Or le comité chargé d’évaluer les réformes de la fiscalité du capital (transormation de l’ISF en IFI et Flat tax ou officiellement prélèvement forfaitaire unique- PFU), vient de rendre ses premières copies librement consultables sur le site gouvernemental Francestratégie.fr.

Créé par des amendements au projet de loi de finance (PLF) 2018, et conformément à la lettre de mission qui lui a été adressée le 21 décembre par le Premier ministre, le «Comité d’évaluation des réformes de la fiscalité du capital» devait donc rendre un premier rapport qui devait être «transmis sur la base des premières données disponibles, en amont du projet de loi de Finances pour 2020».

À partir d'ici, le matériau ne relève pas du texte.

//! Incoming scoring request messages

use serde::{Deserialize, Serialize};
use serde_json::Value;
use std::collections::HashMap;

/// One row to score: a request identifier plus a feature-name → value map.
///
/// Consumed and discarded after producing a single prediction.
#[derive(Debug, Clone, Serialize, Deserialize)]
pub struct ScoringRequest {
    /// Caller-supplied identifier echoed back with the prediction
    pub request_id: String,

    /// Feature values keyed by column name; numbers for numerical columns,
    /// strings for categorical ones
    pub data: HashMap<String, Value>,
}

Mais fautes de données, les premiers résultats ne sont guère éclairants. Ainsi, le comité prévient que : «L’observation des grandes variables économiques – croissance, investissement, flux de placements financiers des ménages, etc. – avant et après les réformes ne suffira pas pour conclure sur leur effet réel. En particulier, il ne sera pas possible d’estimer par ce seul biais si la suppression de l’ISF a permis une réorientation de l’épargne des contribuables concernés vers le financement des entreprises.»

C’était pourtant le but et le motif principal de la suppression de l’ISF et de son remplacement par l’Impôt sur la fortune immobilière (IFI) avec à la clé, un manque à gagner pour les finances publiques de 2,9 milliards d’euros.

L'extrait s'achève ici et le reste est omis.